The compositions and the act of painting them have a calming effect on the artist as well.

“Living in a world of chaos—from family life and beyond—it seems you can’t control anything,” says Stott. “In my painting practice, I can find a sense of control. I can create a sense of order and tidiness in my paintings. Painting slowly and intentionally is a form of meditation. It’s a calm place that I can actually exist in and when someone looks at my paintings I think they can get that sense of order and calmness as well.”

Stott often works on several pieces at once, allowing the canvases to strike up a dialogue. For instance, Wishing Well and 1938 Royal KHM Typewriter ended up representing different stages of life. The former has a glass full of colored pencils and primary school readers from the 1930s and ’40s; while the latter, with a typewriter and standard graphite pencils, has a more serious, adult feel.
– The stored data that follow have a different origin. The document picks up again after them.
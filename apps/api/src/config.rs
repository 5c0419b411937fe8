use std::path::PathBuf;

use anyhow::{Context, Result};

const DEFAULT_ADZUNA_BASE_URL: &str = "https://api.adzuna.com";
const DEFAULT_MAX_UPLOAD_BYTES: usize = 10 * 1024 * 1024;

/// Application configuration loaded from environment variables.
/// Startup fails if the Adzuna credentials are missing.
#[derive(Debug, Clone)]
pub struct Config {
    pub adzuna_app_id: String,
    pub adzuna_app_key: String,
    pub adzuna_base_url: String,
    /// Adzuna country segment of the search path, e.g. `in` for India.
    pub adzuna_country: String,
    /// Fixed `where` value sent with every search.
    pub job_location: String,
    pub results_per_page: u32,
    pub port: u16,
    pub upload_dir: PathBuf,
    pub static_dir: PathBuf,
    pub max_upload_bytes: usize,
    pub rust_log: String,
}

impl Config {
    pub fn from_env() -> Result<Self> {
        dotenvy::dotenv().ok(); // load .env if present; ignore if missing

        Ok(Config {
            adzuna_app_id: require_env("ADZUNA_APP_ID")?,
            adzuna_app_key: require_env("ADZUNA_APP_KEY")?,
            adzuna_base_url: env_or("ADZUNA_BASE_URL", DEFAULT_ADZUNA_BASE_URL),
            adzuna_country: env_or("ADZUNA_COUNTRY", "in"),
            job_location: env_or("JOB_LOCATION", "India"),
            results_per_page: env_or("RESULTS_PER_PAGE", "5")
                .parse::<u32>()
                .context("RESULTS_PER_PAGE must be a positive integer")?,
            port: env_or("PORT", "4000")
                .parse::<u16>()
                .context("PORT must be a valid port number")?,
            upload_dir: PathBuf::from(env_or("UPLOAD_DIR", "uploads")),
            static_dir: std::env::var("STATIC_DIR")
                .map(PathBuf::from)
                .unwrap_or_else(|_| PathBuf::from(env!("CARGO_MANIFEST_DIR")).join("static")),
            max_upload_bytes: match std::env::var("MAX_UPLOAD_BYTES") {
                Ok(v) => v
                    .parse::<usize>()
                    .context("MAX_UPLOAD_BYTES must be a byte count")?,
                Err(_) => DEFAULT_MAX_UPLOAD_BYTES,
            },
            rust_log: env_or("RUST_LOG", "info"),
        })
    }
}

fn require_env(key: &str) -> Result<String> {
    std::env::var(key).with_context(|| format!("Required environment variable '{key}' is not set"))
}

fn env_or(key: &str, default: &str) -> String {
    std::env::var(key).unwrap_or_else(|_| default.to_string())
}

#[cfg(test)]
impl Config {
    /// Config pointing at a scratch upload directory and a mock search endpoint.
    pub fn for_tests(upload_dir: impl Into<PathBuf>, adzuna_base_url: &str) -> Self {
        Config {
            adzuna_app_id: "test-app-id".to_string(),
            adzuna_app_key: "test-app-key".to_string(),
            adzuna_base_url: adzuna_base_url.to_string(),
            adzuna_country: "in".to_string(),
            job_location: "India".to_string(),
            results_per_page: 5,
            port: 0,
            upload_dir: upload_dir.into(),
            static_dir: PathBuf::from(env!("CARGO_MANIFEST_DIR")).join("static"),
            max_upload_bytes: DEFAULT_MAX_UPLOAD_BYTES,
            rust_log: "info".to_string(),
        }
    }
}
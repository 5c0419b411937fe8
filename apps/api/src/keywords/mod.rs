//! Keyword extraction: turns resume text into a short list of search terms.
//!
//! Linguistic analysis is delegated to a `LanguageAnalyzer`. This module owns the
//! ranking policy only:
//! 1. frequency-ranked noun phrases, then people, organizations, places
//! 2. dedup, keeping the first occurrence (case-sensitive)
//! 3. drop entries of 3 characters or fewer
//! 4. keep the first `MAX_KEYWORDS`

pub mod analyzer;
mod lexicon;

use std::collections::HashSet;
use std::sync::Arc;

pub use analyzer::{Analysis, LanguageAnalyzer, RuleBasedAnalyzer};

pub const MAX_KEYWORDS: usize = 15;
/// Entries must be strictly longer than this many characters.
pub const MIN_KEYWORD_CHARS: usize = 3;

#[derive(Clone)]
pub struct KeywordExtractor {
    analyzer: Arc<dyn LanguageAnalyzer>,
}

impl KeywordExtractor {
    pub fn new(analyzer: Arc<dyn LanguageAnalyzer>) -> Self {
        Self { analyzer }
    }

    /// Empty or whitespace-only text yields no keywords.
    pub fn extract(&self, text: &str) -> Vec<String> {
        if text.trim().is_empty() {
            return Vec::new();
        }
        rank_keywords(self.analyzer.analyze(text))
    }
}

impl Default for KeywordExtractor {
    fn default() -> Self {
        Self::new(Arc::new(RuleBasedAnalyzer))
    }
}

pub fn rank_keywords(analysis: Analysis) -> Vec<String> {
    let Analysis {
        noun_phrases,
        people,
        organizations,
        places,
    } = analysis;

    let mut seen = HashSet::new();
    noun_phrases
        .into_iter()
        .chain(people)
        .chain(organizations)
        .chain(places)
        .filter(|candidate| seen.insert(candidate.clone()))
        .filter(|candidate| candidate.chars().count() > MIN_KEYWORD_CHARS)
        .take(MAX_KEYWORDS)
        .collect()
}
//! On-disk lifecycle of an uploaded document.
//!
//! Each upload is written to `<upload_dir>/<stamp>-<file name>` and removed again
//! before its request finishes. `TempUpload` deletes the file on drop, so every
//! exit path after the write cleans up, including errors and panics.

use std::io;
use std::path::{Path, PathBuf};
use std::sync::atomic::{AtomicU64, Ordering};

use chrono::Utc;
use tokio::io::AsyncWriteExt;
use tracing::{debug, warn};

const FALLBACK_FILE_NAME: &str = "upload";

static LAST_STAMP: AtomicU64 = AtomicU64::new(0);

/// Millisecond clock value, strictly increasing across the process. Two uploads
/// in the same millisecond get consecutive stamps.
pub fn next_upload_stamp() -> u64 {
    let now = u64::try_from(Utc::now().timestamp_millis()).unwrap_or(0);
    let mut last = LAST_STAMP.load(Ordering::Relaxed);
    loop {
        let candidate = now.max(last + 1);
        match LAST_STAMP.compare_exchange_weak(last, candidate, Ordering::AcqRel, Ordering::Relaxed)
        {
            Ok(_) => return candidate,
            Err(actual) => last = actual,
        }
    }
}

/// Reduces a client-supplied file name to a safe final path component.
pub fn sanitize_file_name(original: &str) -> String {
    let base = original
        .rsplit(['/', '\\'])
        .next()
        .unwrap_or_default();

    let cleaned: String = base
        .chars()
        .map(|c| {
            if c.is_alphanumeric() || matches!(c, '.' | '-' | '_') {
                c
            } else {
                '_'
            }
        })
        .collect();

    let trimmed = cleaned.trim_start_matches('.');
    if trimmed.is_empty() {
        FALLBACK_FILE_NAME.to_string()
    } else {
        trimmed.to_string()
    }
}

/// A document persisted for the duration of one request.
#[derive(Debug)]
pub struct TempUpload {
    path: PathBuf,
    removed: bool,
}

impl TempUpload {
    /// Writes `bytes` to a fresh file in `dir`. Never overwrites an existing file.
    pub async fn persist(dir: &Path, original_name: &str, bytes: &[u8]) -> io::Result<Self> {
        let file_name = format!("{}-{}", next_upload_stamp(), sanitize_file_name(original_name));
        let path = dir.join(file_name);

        let mut file = tokio::fs::OpenOptions::new()
            .write(true)
            .create_new(true)
            .open(&path)
            .await?;

        // From here on a failed write still removes the partial file.
        let upload = TempUpload {
            path,
            removed: false,
        };
        file.write_all(bytes).await?;
        file.flush().await?;
        debug!("Stored upload at {}", upload.path().display());

        Ok(upload)
    }

    pub fn path(&self) -> &Path {
        &self.path
    }

    pub async fn read(&self) -> io::Result<Vec<u8>> {
        tokio::fs::read(&self.path).await
    }

    /// Deletes the file. On failure the drop guard retries once more.
    pub async fn remove(mut self) -> io::Result<()> {
        let result = tokio::fs::remove_file(&self.path).await;
        self.removed = result.is_ok();
        result
    }
}

impl Drop for TempUpload {
    fn drop(&mut self) {
        if self.removed {
            return;
        }
        match std::fs::remove_file(&self.path) {
            Ok(()) => debug!("Removed upload {}", self.path.display()),
            Err(e) if e.kind() == io::ErrorKind::NotFound => {}
            Err(e) => warn!("Failed to remove upload {}: {e}", self.path.display()),
        }
    }
}

#[cfg(test)]
mod tests {
    use super::*;
    use tempfile::TempDir;

    fn dir_is_empty(dir: &Path) -> bool {
        std::fs::read_dir(dir).unwrap().next().is_none()
    }

    #[test]
    fn test_stamps_strictly_increase() {
        let stamps: Vec<u64> = (0..1000).map(|_| next_upload_stamp()).collect();
        assert!(stamps.windows(2).all(|w| w[0] < w[1]));
    }

    #[test]
    fn test_sanitize_strips_directories() {
        assert_eq!(sanitize_file_name("../../etc/passwd"), "passwd");
        assert_eq!(sanitize_file_name("C:\\Users\\jane\\cv.pdf"), "cv.pdf");
    }

    #[test]
    fn test_sanitize_replaces_unsafe_characters() {
        assert_eq!(sanitize_file_name("my resume (final).pdf"), "my_resume__final_.pdf");
    }

    #[test]
    fn test_sanitize_falls_back_for_empty_names() {
        assert_eq!(sanitize_file_name(""), "upload");
        assert_eq!(sanitize_file_name(".."), "upload");
        assert_eq!(sanitize_file_name("dir/"), "upload");
    }

    #[tokio::test]
    async fn test_persist_read_and_remove() {
        let dir = TempDir::new().unwrap();
        let upload = TempUpload::persist(dir.path(), "resume.pdf", b"%PDF-1.4")
            .await
            .unwrap();

        let name = upload.path().file_name().unwrap().to_str().unwrap().to_string();
        assert!(name.ends_with("-resume.pdf"));
        assert_eq!(upload.read().await.unwrap(), b"%PDF-1.4");

        upload.remove().await.unwrap();
        assert!(dir_is_empty(dir.path()));
    }

    #[tokio::test]
    async fn test_drop_removes_file() {
        let dir = TempDir::new().unwrap();
        {
            let _upload = TempUpload::persist(dir.path(), "resume.txt", b"hello")
                .await
                .unwrap();
            assert!(!dir_is_empty(dir.path()));
        }
        assert!(dir_is_empty(dir.path()));
    }

    #[tokio::test]
    async fn test_same_name_uploads_do_not_collide() {
        let dir = TempDir::new().unwrap();
        let first = TempUpload::persist(dir.path(), "cv.pdf", b"one").await.unwrap();
        let second = TempUpload::persist(dir.path(), "cv.pdf", b"two").await.unwrap();

        assert_ne!(first.path(), second.path());
        assert_eq!(first.read().await.unwrap(), b"one");
        assert_eq!(second.read().await.unwrap(), b"two");
    }

    #[tokio::test]
    async fn test_persist_into_missing_directory_fails() {
        let dir = TempDir::new().unwrap();
        let missing = dir.path().join("nope");
        assert!(TempUpload::persist(&missing, "cv.pdf", b"x").await.is_err());
    }
}
//! Axum route handlers for resume uploads.

use axum::{
    extract::{Multipart, State},
    Json,
};
use tracing::{info_span, Instrument};
use uuid::Uuid;

use crate::errors::AppError;
use crate::models::upload::{UploadResponse, UploadedDocument};
use crate::state::AppState;
use crate::upload::pipeline::process_upload;

/// Multipart field carrying the document.
pub const RESUME_FIELD: &str = "resume";

/// POST /upload-resume
///
/// Accepts exactly one file in the `resume` field and returns the text snippet,
/// extracted keywords and matching jobs.
pub async fn handle_upload_resume(
    State(state): State<AppState>,
    multipart: Multipart,
) -> Result<Json<UploadResponse>, AppError> {
    let document = read_document(multipart).await?;

    let upload_id = Uuid::new_v4();
    let span = info_span!("upload", %upload_id, file_name = %document.file_name);
    let response = process_upload(&state, document).instrument(span).await?;

    Ok(Json(response))
}

/// Pulls the single file part out of the form. Plain text fields are ignored;
/// a file under any other field name, or a second file, is rejected.
async fn read_document(mut multipart: Multipart) -> Result<UploadedDocument, AppError> {
    let mut document: Option<UploadedDocument> = None;

    while let Some(field) = multipart.next_field().await? {
        let file_name = match field.file_name() {
            Some(name) if !name.is_empty() => name.to_string(),
            // Non-file field, or a file input submitted without a selection
            _ => continue,
        };

        let field_name = field.name().unwrap_or_default().to_string();
        if field_name != RESUME_FIELD {
            return Err(AppError::Validation(format!(
                "Unexpected file field '{field_name}', expected '{RESUME_FIELD}'"
            )));
        }
        if document.is_some() {
            return Err(AppError::Validation(
                "Only one file may be uploaded per request".to_string(),
            ));
        }

        let content_type = field.content_type().map(str::to_string);
        let bytes = field.bytes().await?;
        document = Some(UploadedDocument {
            file_name,
            content_type,
            bytes,
        });
    }

    document.ok_or(AppError::NoFileProvided)
}
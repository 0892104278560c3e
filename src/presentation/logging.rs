//! Diagnostic logging setup
//!
//! `PUBLISHER_LOG` takes an `EnvFilter` directive and wins over `-v`.
//! Logs go to stderr so stdout stays clean for progress and NDJSON.

use tracing_subscriber::{layer::SubscriberExt, util::SubscriberInitExt, EnvFilter};

pub const LOG_ENV: &str = "PUBLISHER_LOG";

/// Level directive for a `-v` count
pub fn level_for(verbose: u8) -> &'static str {
    match verbose {
        0 => "warn",
        1 => "info",
        2 => "debug",
        _ => "trace",
    }
}

pub fn init(verbose: u8) {
    let filter = EnvFilter::try_from_env(LOG_ENV).unwrap_or_else(|_| level_for(verbose).into());

    // A second init (e.g. in tests) keeps the first subscriber
    let _ = tracing_subscriber::registry()
        .with(filter)
        .with(
            tracing_subscriber::fmt::layer()
                .with_writer(std::io::stderr)
                .with_target(false),
        )
        .try_init();
}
At 40-by-30 inches, the works are slightly larger than life. Although he has been experimenting with aerial views, they are typically presented head-on, on a white shelf under high, bright light, suggestive of a product display. “I’m marrying the old traditions and techniques of the Dutch Masters with a modern advertising aesthetic,” he explains.

Stott’s renderings are a way of honoring these objects and the stories, like secrets, they contain. It extends beyond their appearance into the other sensory qualities associated with them—the musty smell of old books, the sound of a ticking clock, the punch of a typewriter key, the click of a camera, pencil on paper.

“That’s what I want people to see—there’s actually a life to these things,” he says. “[We’re so fixated on the latest technology] we’ve become almost completely blind to the stepping stones that got us here. I think the initial invention is the real breakthrough and then there’s everything that came after.”